Clearly, we’re humans not bees, but Moalem goes on to cite research from Oregon State University that found something similar happening in humans who ate lots of spinach. Spinach is rich in a chemical compound called Betaine. In the human body, Betaine is able to leave a mark on one’s genetic code. Oregon University found that the cells of spinach-eaters were better able to fight back against genetic mutations caused by carcinogens in cooked meat. A 2012 study endorsed this by finding that spinach-eating laboratory animals had half the incidence of colon tumours. In other words, spinach can instruct the cells in our bodies to behave differently – just as royal jelly does for the queen bee
According to Moalem, not only can we influence our own genes, but we also have the capacity to change the genes of our offspring. Researchers at Dukes University found that by changing the diet of pregnant agouti mice to include choline, B12 and folic acid (starting just before conception) they could significantly change the appearance of the offspring as well as reducing their susceptibility to cancer and diabetes. As Moalem says, “Same DNA. Completely different creature… it’s not only what our genes give us that’s important, but also what we give to our genes.” Meaning that what my great grandmother had for breakfast every day has, in some way, informed my genes … a sobering thought.

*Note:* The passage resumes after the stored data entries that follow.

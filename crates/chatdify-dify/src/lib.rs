// SPDX-FileCopyrightText: 2026 Chatdify Contributors
// SPDX-License-Identifier: MIT OR Apache-2.0

//! Dify completion provider for the chatdify bridge.
//!
//! This crate implements [`CompletionProvider`] over Dify's blocking
//! `chat-messages` endpoint. Streaming mode is not supported.

pub mod answer;
pub mod client;
pub mod types;

use std::collections::BTreeMap;

use async_trait::async_trait;
use chatdify_config::model::ChatdifyConfig;
use chatdify_config::{resolve_secret, DIFY_API_KEY_ENV};
use chatdify_core::{
    AIResponse, AdapterType, BridgeError, CompletionProvider, ConversationContext,
    GatewayErrorKind, HealthStatus, MessageDirection, PluginAdapter,
};
use tracing::{debug, info, warn};

use crate::client::DifyClient;
use crate::types::ChatRequest;

pub use answer::parse_answer;

/// Dify provider implementing [`CompletionProvider`].
///
/// API key resolution order: config -> `DIFY_API_KEY` env var -> error.
pub struct DifyProvider {
    client: DifyClient,
    user: String,
    temperature: f32,
    max_tokens: u32,
}

impl DifyProvider {
    /// Creates a new Dify provider from the given configuration.
    pub fn new(config: &ChatdifyConfig) -> Result<Self, BridgeError> {
        let api_key = resolve_secret(config.dify.api_key.as_deref(), DIFY_API_KEY_ENV)
            .ok_or_else(|| {
                BridgeError::Config(format!(
                    "Dify API key not found: set dify.api_key or {DIFY_API_KEY_ENV}"
                ))
            })?;
        let client = DifyClient::new(&config.dify.api_url, &api_key, &config.http)?;
        info!(api_url = config.dify.api_url, "Dify provider initialized");
        Ok(Self {
            client,
            user: config.dify.user.clone(),
            temperature: config.dify.temperature,
            max_tokens: config.dify.max_tokens,
        })
    }

    /// Creates a provider with an existing client.
    pub fn with_client(client: DifyClient, user: impl Into<String>) -> Self {
        Self {
            client,
            user: user.into(),
            temperature: 0.7,
            max_tokens: 2000,
        }
    }

    fn to_chat_request(&self, context: &ConversationContext) -> ChatRequest {
        ChatRequest {
            inputs: build_inputs(context, self.temperature, self.max_tokens),
            query: context.message_text.clone(),
            user: self.user.clone(),
            response_mode: "blocking".to_string(),
            conversation_id: context.dify_conversation_id.clone(),
        }
    }
}

/// Input variables handed to the Dify app alongside the query.
fn build_inputs(
    context: &ConversationContext,
    temperature: f32,
    max_tokens: u32,
) -> BTreeMap<String, String> {
    let history = context
        .history
        .iter()
        .map(|m| {
            let speaker = match m.direction {
                MessageDirection::Incoming => "customer",
                MessageDirection::Outgoing => "agent",
            };
            format!("{speaker}: {}", m.content)
        })
        .collect::<Vec<_>>()
        .join("\n");

    BTreeMap::from([
        (
            "chatwoot_conversation_id".to_string(),
            context.conversation_id.to_string(),
        ),
        (
            "conversation_status".to_string(),
            context.status.map(|s| s.to_string()).unwrap_or_default(),
        ),
        ("message_direction".to_string(), context.direction.to_string()),
        (
            "labels".to_string(),
            context.labels.iter().cloned().collect::<Vec<_>>().join(","),
        ),
        (
            "custom_attributes".to_string(),
            serde_json::to_string(&context.custom_attributes).unwrap_or_default(),
        ),
        ("history".to_string(), history),
        ("temperature".to_string(), temperature.to_string()),
        ("max_tokens".to_string(), max_tokens.to_string()),
    ])
}

#[async_trait]
impl PluginAdapter for DifyProvider {
    fn name(&self) -> &str {
        "dify"
    }

    fn version(&self) -> semver::Version {
        semver::Version::new(0, 1, 0)
    }

    fn adapter_type(&self) -> AdapterType {
        AdapterType::Completion
    }

    async fn health_check(&self) -> Result<HealthStatus, BridgeError> {
        // Probing would cost a completion.
        Ok(HealthStatus::Healthy)
    }

    async fn shutdown(&self) -> Result<(), BridgeError> {
        debug!("Dify provider shutting down");
        Ok(())
    }
}

#[async_trait]
impl CompletionProvider for DifyProvider {
    async fn complete(&self, context: &ConversationContext) -> Result<AIResponse, BridgeError> {
        if context.message_text.trim().is_empty() {
            return Err(BridgeError::InvalidArgument(
                "cannot request a completion for an empty message".into(),
            ));
        }

        let mut request = self.to_chat_request(context);
        let response = match self.client.chat_message(&request).await {
            Err(e)
                if e.gateway_kind() == Some(GatewayErrorKind::NotFound)
                    && request.conversation_id.is_some() =>
            {
                // Dify forgot the conversation; start a fresh one.
                warn!(
                    conversation_id = context.conversation_id,
                    dify_conversation_id = request.conversation_id.as_deref().unwrap_or_default(),
                    error = %e,
                    "Dify conversation not found, starting a new one"
                );
                request.conversation_id = None;
                self.client.chat_message(&request).await?
            }
            other => other?,
        };

        let mut parsed = parse_answer(&response.answer)?;
        parsed.dify_conversation_id = response
            .conversation_id
            .filter(|id| !id.is_empty())
            .or(request.conversation_id);
        debug!(
            conversation_id = context.conversation_id,
            message_id = response.message_id.as_deref().unwrap_or_default(),
            escalate = parsed.escalate,
            "Dify completion received"
        );
        Ok(parsed)
    }

    async fn delete_conversation(&self, backend_conversation_id: &str) -> Result<(), BridgeError> {
        match self
            .client
            .delete_conversation(backend_conversation_id, &self.user)
            .await
        {
            Err(e) if e.gateway_kind() == Some(GatewayErrorKind::NotFound) => {
                debug!(backend_conversation_id, "Dify conversation already gone");
                Ok(())
            }
            other => other,
        }
    }
}

#[cfg(test)]
mod tests {
    use super::*;
    use chatdify_config::model::HttpConfig;
    use chatdify_core::{ContextMessage, ConversationStatus};
    use serde_json::json;
    use wiremock::matchers::{body_partial_json, method, path};
    use wiremock::{Mock, MockServer, ResponseTemplate};

    fn provider(server: &MockServer) -> DifyProvider {
        let client = DifyClient::new(&server.uri(), "app-key", &HttpConfig::default()).unwrap();
        DifyProvider::with_client(client, "chatwoot-bridge")
    }

    fn context(dify_conversation_id: Option<&str>) -> ConversationContext {
        ConversationContext {
            conversation_id: 20,
            message_text: "Where is my order?".into(),
            direction: MessageDirection::Incoming,
            status: Some(ConversationStatus::Open),
            labels: Default::default(),
            custom_attributes: Default::default(),
            history: vec![ContextMessage {
                direction: MessageDirection::Outgoing,
                content: "Hi!".into(),
            }],
            dify_conversation_id: dify_conversation_id.map(String::from),
        }
    }

    #[tokio::test]
    async fn complete_sends_context_inputs() {
        let server = MockServer::start().await;
        Mock::given(method("POST"))
            .and(path("/chat-messages"))
            .and(body_partial_json(json!({
                "query": "Where is my order?",
                "response_mode": "blocking",
                "user": "chatwoot-bridge",
                "inputs": {
                    "chatwoot_conversation_id": "20",
                    "conversation_status": "open",
                    "message_direction": "incoming",
                    "history": "agent: Hi!"
                }
            })))
            .respond_with(ResponseTemplate::new(200).set_body_json(json!({
                "answer": "It ships tomorrow.",
                "conversation_id": "dc-1",
                "message_id": "m-1"
            })))
            .expect(1)
            .mount(&server)
            .await;

        let resp = provider(&server).complete(&context(None)).await.unwrap();
        assert_eq!(resp.reply_text, "It ships tomorrow.");
        assert_eq!(resp.dify_conversation_id.as_deref(), Some("dc-1"));
    }

    #[tokio::test]
    async fn forgotten_conversation_restarts_fresh() {
        let server = MockServer::start().await;
        Mock::given(method("POST"))
            .and(path("/chat-messages"))
            .and(body_partial_json(json!({"conversation_id": "stale"})))
            .respond_with(ResponseTemplate::new(404).set_body_json(json!({
                "code": "not_found",
                "message": "Conversation Not Exists."
            })))
            .expect(1)
            .mount(&server)
            .await;
        Mock::given(method("POST"))
            .and(path("/chat-messages"))
            .respond_with(ResponseTemplate::new(200).set_body_json(json!({
                "answer": "fresh",
                "conversation_id": "dc-new"
            })))
            .expect(1)
            .mount(&server)
            .await;

        let resp = provider(&server)
            .complete(&context(Some("stale")))
            .await
            .unwrap();
        assert_eq!(resp.dify_conversation_id.as_deref(), Some("dc-new"));
    }

    #[tokio::test]
    async fn server_errors_are_transient() {
        let server = MockServer::start().await;
        Mock::given(method("POST"))
            .and(path("/chat-messages"))
            .respond_with(ResponseTemplate::new(503))
            .mount(&server)
            .await;

        let err = provider(&server).complete(&context(None)).await.unwrap_err();
        assert_eq!(err.gateway_kind(), Some(GatewayErrorKind::ServiceError));
        assert!(err.is_retryable());
    }

    #[tokio::test]
    async fn empty_answer_is_invalid_response() {
        let server = MockServer::start().await;
        Mock::given(method("POST"))
            .and(path("/chat-messages"))
            .respond_with(ResponseTemplate::new(200).set_body_json(json!({"answer": ""})))
            .mount(&server)
            .await;

        let err = provider(&server).complete(&context(None)).await.unwrap_err();
        assert_eq!(err.gateway_kind(), Some(GatewayErrorKind::InvalidResponse));
        assert!(!err.is_retryable());
    }

    #[tokio::test]
    async fn deleting_missing_conversation_is_ok() {
        let server = MockServer::start().await;
        Mock::given(method("DELETE"))
            .and(path("/conversations/gone"))
            .respond_with(ResponseTemplate::new(404))
            .mount(&server)
            .await;

        provider(&server).delete_conversation("gone").await.unwrap();
    }

    #[test]
    fn provider_requires_api_key() {
        let mut config = ChatdifyConfig::default();
        config.dify.api_key = Some("app-1".into());
        let provider = DifyProvider::new(&config).unwrap();
        assert_eq!(provider.name(), "dify");
        assert_eq!(provider.adapter_type(), AdapterType::Completion);
    }
}
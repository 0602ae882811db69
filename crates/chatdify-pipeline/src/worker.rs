// SPDX-FileCopyrightText: 2026 Chatdify Contributors
// SPDX-License-Identifier: MIT OR Apache-2.0

//! Execution side of the task scheduler.
//!
//! Workers pull due tasks from the shared [`TaskQueue`], run them under a
//! soft and a hard time limit, and translate the result into complete,
//! retry with backoff, defer, or give up. Workers share no memory; every
//! coordination point lives in the queue and the conversation store.

use std::sync::Arc;
use std::time::Duration;

use chatdify_config::model::QueueConfig;
use chatdify_core::{BridgeError, FailOutcome, QueuedTask, TaskQueue};
use tokio::task::JoinSet;
use tokio_util::sync::CancellationToken;
use tracing::{debug, error, info, warn};

use crate::pipeline::{DispatchPipeline, RunOutcome, RunReport};
use crate::retry::RetryPolicy;
use crate::tasks::BridgeTask;

/// How often expired task locks are returned to the queue.
const RECLAIM_INTERVAL: Duration = Duration::from_secs(30);

/// Grace added to the hard time limit when locking a task, so a run that is
/// still inside its limit is never reclaimed.
const LOCK_GRACE: Duration = Duration::from_secs(30);

#[derive(Debug, Clone)]
pub struct WorkerSettings {
    pub concurrency: usize,
    pub poll_interval: Duration,
    pub time_limit: Duration,
    pub soft_time_limit: Duration,
    pub backoff: RetryPolicy,
    pub lease_conflict_delay: Duration,
    pub max_deferrals: u32,
}

impl WorkerSettings {
    pub fn from_config(config: &QueueConfig) -> Self {
        Self {
            concurrency: config.concurrency.max(1),
            poll_interval: Duration::from_millis(config.poll_interval_ms),
            time_limit: Duration::from_secs(config.time_limit_secs),
            soft_time_limit: Duration::from_secs(config.soft_time_limit_secs),
            backoff: RetryPolicy::from_queue(config),
            lease_conflict_delay: Duration::from_millis(config.lease_conflict_delay_ms),
            max_deferrals: config.max_deferrals,
        }
    }

    fn lock_for(&self) -> Duration {
        self.time_limit + LOCK_GRACE
    }
}

/// What happened to one dequeued task.
#[derive(Debug, Clone, PartialEq, Eq)]
pub enum TaskDisposition {
    Completed(String),
    Retrying { attempts: u32, delay: Duration },
    Deferred,
    Dead(String),
}

/// Runs single tasks. Shared by every worker of a pool.
pub struct TaskExecutor {
    pipeline: Arc<DispatchPipeline>,
    queue: Arc<dyn TaskQueue>,
    settings: WorkerSettings,
}

impl TaskExecutor {
    pub fn new(
        pipeline: Arc<DispatchPipeline>,
        queue: Arc<dyn TaskQueue>,
        settings: WorkerSettings,
    ) -> Self {
        Self {
            pipeline,
            queue,
            settings,
        }
    }

    pub fn settings(&self) -> &WorkerSettings {
        &self.settings
    }

    /// Claim and execute the next due task. `None` when nothing is due.
    pub async fn run_once(&self) -> Result<Option<TaskDisposition>, BridgeError> {
        let Some(task) = self.queue.dequeue(self.settings.lock_for()).await? else {
            return Ok(None);
        };
        self.execute(task).await.map(Some)
    }

    /// Execute due tasks until none is left. Delayed tasks are not waited for.
    pub async fn drain(&self) -> Result<Vec<TaskDisposition>, BridgeError> {
        let mut dispositions = Vec::new();
        while let Some(disposition) = self.run_once().await? {
            dispositions.push(disposition);
        }
        Ok(dispositions)
    }

    async fn execute(&self, task: QueuedTask) -> Result<TaskDisposition, BridgeError> {
        let task_id = task.id;
        debug!(task_id, task = %task.task_name, attempts = task.attempts, "task started");

        let work = match BridgeTask::from_payload(&task.payload) {
            Ok(work) => work,
            Err(e) => {
                error!(task_id, error = %e, "dropping undecodable task");
                let reason = e.to_string();
                self.queue.fail(task_id, &reason, None).await?;
                return Ok(TaskDisposition::Dead(reason));
            }
        };

        match self.run_with_limits(task_id, &work).await {
            Ok(Some(RunReport {
                outcome: outcome @ RunOutcome::Partial { .. },
                ..
            })) => {
                let reason = outcome.to_string();
                warn!(task_id, reason = %reason, "task finished with failed mutations");
                self.queue.fail(task_id, &reason, None).await?;
                Ok(TaskDisposition::Dead(reason))
            }
            Ok(report) => {
                let result = report
                    .map(|r| r.outcome.to_string())
                    .unwrap_or_else(|| "done".to_string());
                self.queue.complete(task_id, Some(&result)).await?;
                debug!(task_id, result = %result, "task completed");
                Ok(TaskDisposition::Completed(result))
            }
            Err(BridgeError::LeaseConflict { conversation_id })
                if task.deferrals < self.settings.max_deferrals =>
            {
                debug!(task_id, conversation_id, deferrals = task.deferrals, "deferring behind in-flight run");
                self.queue
                    .defer(task_id, self.settings.lease_conflict_delay)
                    .await?;
                Ok(TaskDisposition::Deferred)
            }
            Err(e) if e.is_retryable() => {
                let delay = self.settings.backoff.delay_for(task.attempts + 1);
                let reason = e.to_string();
                match self.queue.fail(task_id, &reason, Some(delay)).await? {
                    FailOutcome::Retrying { attempts } => {
                        warn!(task_id, attempts, delay_ms = delay.as_millis() as u64, error = %e, "task will retry");
                        Ok(TaskDisposition::Retrying { attempts, delay })
                    }
                    FailOutcome::Dead { attempts } => {
                        error!(task_id, attempts, error = %e, "task exhausted its attempts");
                        self.give_up(&work, &e).await;
                        Ok(TaskDisposition::Dead(reason))
                    }
                }
            }
            Err(e) => {
                let reason = e.to_string();
                error!(task_id, error = %e, class = %e.class(), "task failed terminally");
                self.queue.fail(task_id, &reason, None).await?;
                self.give_up(&work, &e).await;
                Ok(TaskDisposition::Dead(reason))
            }
        }
    }

    /// Run a task under the soft and hard time limits.
    async fn run_with_limits(
        &self,
        task_id: i64,
        work: &BridgeTask,
    ) -> Result<Option<RunReport>, BridgeError> {
        let time_limit = self.settings.time_limit;
        let soft_limit = self.settings.soft_time_limit.min(time_limit);

        let fut = self.perform(work);
        tokio::pin!(fut);
        tokio::select! {
            result = &mut fut => result,
            _ = tokio::time::sleep(soft_limit) => {
                warn!(task_id, soft_limit_secs = soft_limit.as_secs(), "task exceeded its soft time limit");
                match tokio::time::timeout(time_limit.saturating_sub(soft_limit), &mut fut).await {
                    Ok(result) => result,
                    Err(_) => {
                        error!(task_id, time_limit_secs = time_limit.as_secs(), "task aborted at hard time limit");
                        Err(BridgeError::Timeout { duration: time_limit })
                    }
                }
            }
        }
    }

    async fn perform(&self, work: &BridgeTask) -> Result<Option<RunReport>, BridgeError> {
        match work {
            BridgeTask::ProcessEvent { event } => self.pipeline.run(event).await.map(Some),
            BridgeTask::DeleteDifyConversation {
                conversation_id,
                dify_conversation_id,
            } => {
                self.pipeline
                    .completion()
                    .delete_conversation(dify_conversation_id)
                    .await?;
                self.pipeline
                    .store()
                    .set_dify_conversation_id(*conversation_id, None)
                    .await?;
                info!(conversation_id, dify_conversation_id = %dify_conversation_id, "Dify conversation deleted");
                Ok(None)
            }
        }
    }

    async fn give_up(&self, work: &BridgeTask, error: &BridgeError) {
        let BridgeTask::ProcessEvent { event } = work else {
            return;
        };
        match self.pipeline.handle_failure(event, error).await {
            Ok(report) => info!(
                conversation_id = event.conversation_id,
                outcome = %report.outcome,
                "failure fallback applied"
            ),
            Err(e) => error!(
                conversation_id = event.conversation_id,
                error = %e,
                "failure fallback could not be applied"
            ),
        }
    }
}

/// A fixed-size pool of workers over one [`TaskExecutor`].
pub struct WorkerPool {
    executor: Arc<TaskExecutor>,
}

impl WorkerPool {
    pub fn new(executor: Arc<TaskExecutor>) -> Self {
        Self { executor }
    }

    /// Run until `cancel` fires. In-flight tasks finish before a worker exits.
    pub async fn run(&self, cancel: CancellationToken) {
        let concurrency = self.executor.settings.concurrency;
        info!(concurrency, "starting workers");

        let mut workers = JoinSet::new();
        for worker_id in 0..concurrency {
            let executor = self.executor.clone();
            let cancel = cancel.clone();
            workers.spawn(async move { worker_loop(worker_id, executor, cancel).await });
        }
        let queue = self.executor.queue.clone();
        let reclaim_cancel = cancel.clone();
        workers.spawn(async move { reclaim_loop(queue, reclaim_cancel).await });

        while let Some(joined) = workers.join_next().await {
            if let Err(e) = joined {
                error!(error = %e, "worker task panicked");
            }
        }
        info!("all workers stopped");
    }
}

async fn worker_loop(worker_id: usize, executor: Arc<TaskExecutor>, cancel: CancellationToken) {
    let poll_interval = executor.settings.poll_interval;
    debug!(worker_id, "worker started");
    while !cancel.is_cancelled() {
        let idle = match executor.run_once().await {
            Ok(Some(_)) => false,
            Ok(None) => true,
            Err(e) => {
                warn!(worker_id, error = %e, "queue unavailable");
                true
            }
        };
        if idle {
            tokio::select! {
                _ = cancel.cancelled() => break,
                _ = tokio::time::sleep(poll_interval) => {}
            }
        }
    }
    debug!(worker_id, "worker stopped");
}

async fn reclaim_loop(queue: Arc<dyn TaskQueue>, cancel: CancellationToken) {
    loop {
        match queue.reclaim_expired().await {
            Ok(0) => {}
            Ok(count) => warn!(count, "reclaimed tasks from crashed workers"),
            Err(e) => warn!(error = %e, "task reclaim failed"),
        }
        tokio::select! {
            _ = cancel.cancelled() => break,
            _ = tokio::time::sleep(RECLAIM_INTERVAL) => {}
        }
    }
}
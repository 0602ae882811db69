// SPDX-FileCopyrightText: 2026 Chatdify Contributors
// SPDX-License-Identifier: MIT OR Apache-2.0

//! Task payloads exchanged through the durable queue.

use std::time::Duration;

use chatdify_core::{BridgeError, ConversationId, InboundEvent, TaskRequest};
use serde::{Deserialize, Serialize};

/// Runs the dispatch pipeline for one event.
pub const PROCESS_EVENT: &str = "process_event";
/// Drops the Dify-side memory of a deleted Chatwoot conversation.
pub const DELETE_DIFY_CONVERSATION: &str = "delete_dify_conversation";

/// A unit of work the workers know how to execute.
#[derive(Debug, Clone, PartialEq, Serialize, Deserialize)]
#[serde(tag = "task", rename_all = "snake_case")]
pub enum BridgeTask {
    ProcessEvent {
        event: InboundEvent,
    },
    DeleteDifyConversation {
        conversation_id: ConversationId,
        dify_conversation_id: String,
    },
}

impl BridgeTask {
    pub fn name(&self) -> &'static str {
        match self {
            BridgeTask::ProcessEvent { .. } => PROCESS_EVENT,
            BridgeTask::DeleteDifyConversation { .. } => DELETE_DIFY_CONVERSATION,
        }
    }

    /// Queue idempotency key. Redelivered webhooks collapse onto one task.
    pub fn idempotency_key(&self) -> String {
        match self {
            BridgeTask::ProcessEvent { event } => event.idempotency_key(),
            BridgeTask::DeleteDifyConversation {
                dify_conversation_id,
                ..
            } => format!("delete-dify:{dify_conversation_id}"),
        }
    }

    pub fn to_request(&self, delay: Duration) -> Result<TaskRequest, BridgeError> {
        let payload = serde_json::to_string(self)
            .map_err(|e| BridgeError::Internal(format!("failed to encode task payload: {e}")))?;
        Ok(TaskRequest::new(self.name(), payload)
            .with_idempotency_key(self.idempotency_key())
            .with_delay(delay))
    }

    /// Decode a stored payload. A payload that no longer decodes can never
    /// succeed, so this is a validation error.
    pub fn from_payload(payload: &str) -> Result<Self, BridgeError> {
        serde_json::from_str(payload)
            .map_err(|e| BridgeError::Validation(format!("undecodable task payload: {e}")))
    }

    pub fn conversation_id(&self) -> ConversationId {
        match self {
            BridgeTask::ProcessEvent { event } => event.conversation_id,
            BridgeTask::DeleteDifyConversation {
                conversation_id, ..
            } => *conversation_id,
        }
    }
}

#[cfg(test)]
mod tests {
    use super::*;
    use chatdify_core::{EventType, MessageDirection};
    use chrono::Utc;

    fn event() -> InboundEvent {
        InboundEvent {
            event_id: "message:7".into(),
            conversation_id: 20,
            message_text: "hi".into(),
            event_type: EventType::MessageCreated,
            received_at: Utc::now(),
            source_event: "message_created".into(),
            direction: Some(MessageDirection::Incoming),
            conversation_status: None,
        }
    }

    #[test]
    fn process_event_request_uses_event_key() {
        let task = BridgeTask::ProcessEvent { event: event() };
        let request = task.to_request(Duration::ZERO).unwrap();
        assert_eq!(request.task_name, PROCESS_EVENT);
        assert_eq!(
            request.idempotency_key.as_deref(),
            Some("20:message_created:message:7")
        );
        assert_eq!(BridgeTask::from_payload(&request.payload).unwrap(), task);
    }

    #[test]
    fn garbage_payload_is_validation_error() {
        let err = BridgeTask::from_payload("{\"task\":\"nope\"}").unwrap_err();
        assert!(matches!(err, BridgeError::Validation(_)));
        assert!(!err.is_retryable());
    }
}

So what does this all actually mean? And what does Moalem think we should do to harness these extraordinary findings? Genetics is still in its infancy and Moalem is clearly an enthusiast (good thing too!) but he’s suggesting that how we choose to live (exercise, diet, emotional wellbeing) can not only counter any genetic proclivities we may have but prevent them from being passed on to the next generation. Moalem suggests that we put together medical family trees to try and get a sense of any genetic weaknesses and, if bold enough, get our own genome sequenced. And herein lies the problem. While the cost of this has fallen dramatically, the medical industry is not yet able or trained to show us how to fully use the information. You can read an interesting account of what happened when a Guardian journalist got her genome sequenced last year at http://www.theguardian.com/science/2013/jun/08/genome-sequenced
At a basic level, if my sequencing found a propensity for osteoporosis, for example, I’d find the time to lift some weights (I’ve been putting off strength building – not enough time and too boring!).
In the meantime, here’s an amended version of a grain-based salad from Dunja Gullin’s just-published The Vegan Pantry. It’s easy, inexpensive and delicious (not to mention gene-enhancing). In my experience (as a long-lapsed vegan), vegan cook books contain (of necessity!) particularly innovative and imaginative recipes. And, yes, this one can include spinach but works just as well with watercress alone.
If you want extra protein, you could serve this with some feta cheese sprinkled over or (dare I say it) a lamb chop on the side – sorry Dunja!
FARRO, WATERCRESS AND MUSHROOM SALAD
- 1 cup farro
- 200g chestnut mushrooms, sliced
- 3 tbsp tamari
- Lemon juice
- 1 tsp sesame oil
- Bunch watercress
- 2 spring onions
- ½ tsp sea salt
- 2 tbsp olive oil
- Toasted pumpkin and sunflower seeds
Handful of extra watercress and/or baby spinach leaves
Boil the farro in 2 cups of water for 20 minutes, then leave to cool.
Mix the mushrooms with the tamari, 1 tsp lemon juice and 1 tsp sesame oil and cook for 3-4 minutes until just soft.
Blend the watercress, sea salt, olive oil, spring onions and 2 tbsp lemon juice.
Arrange the extra watercress and/or baby spinach leaves in a bowl, add the cooled farro, top with the mushrooms and drizzle over the watercress vinaigrette. Finally sprinkle over the pumpkin seeds – and imagine your genes mutating into better and healthier genes…
Kate lowe says
Have really enjoyed all your postings – and have sent your blog link to some enthusiastic Canadians.
Annabel Abbs says
Thanks Kate, great to know we’re reaching Canada!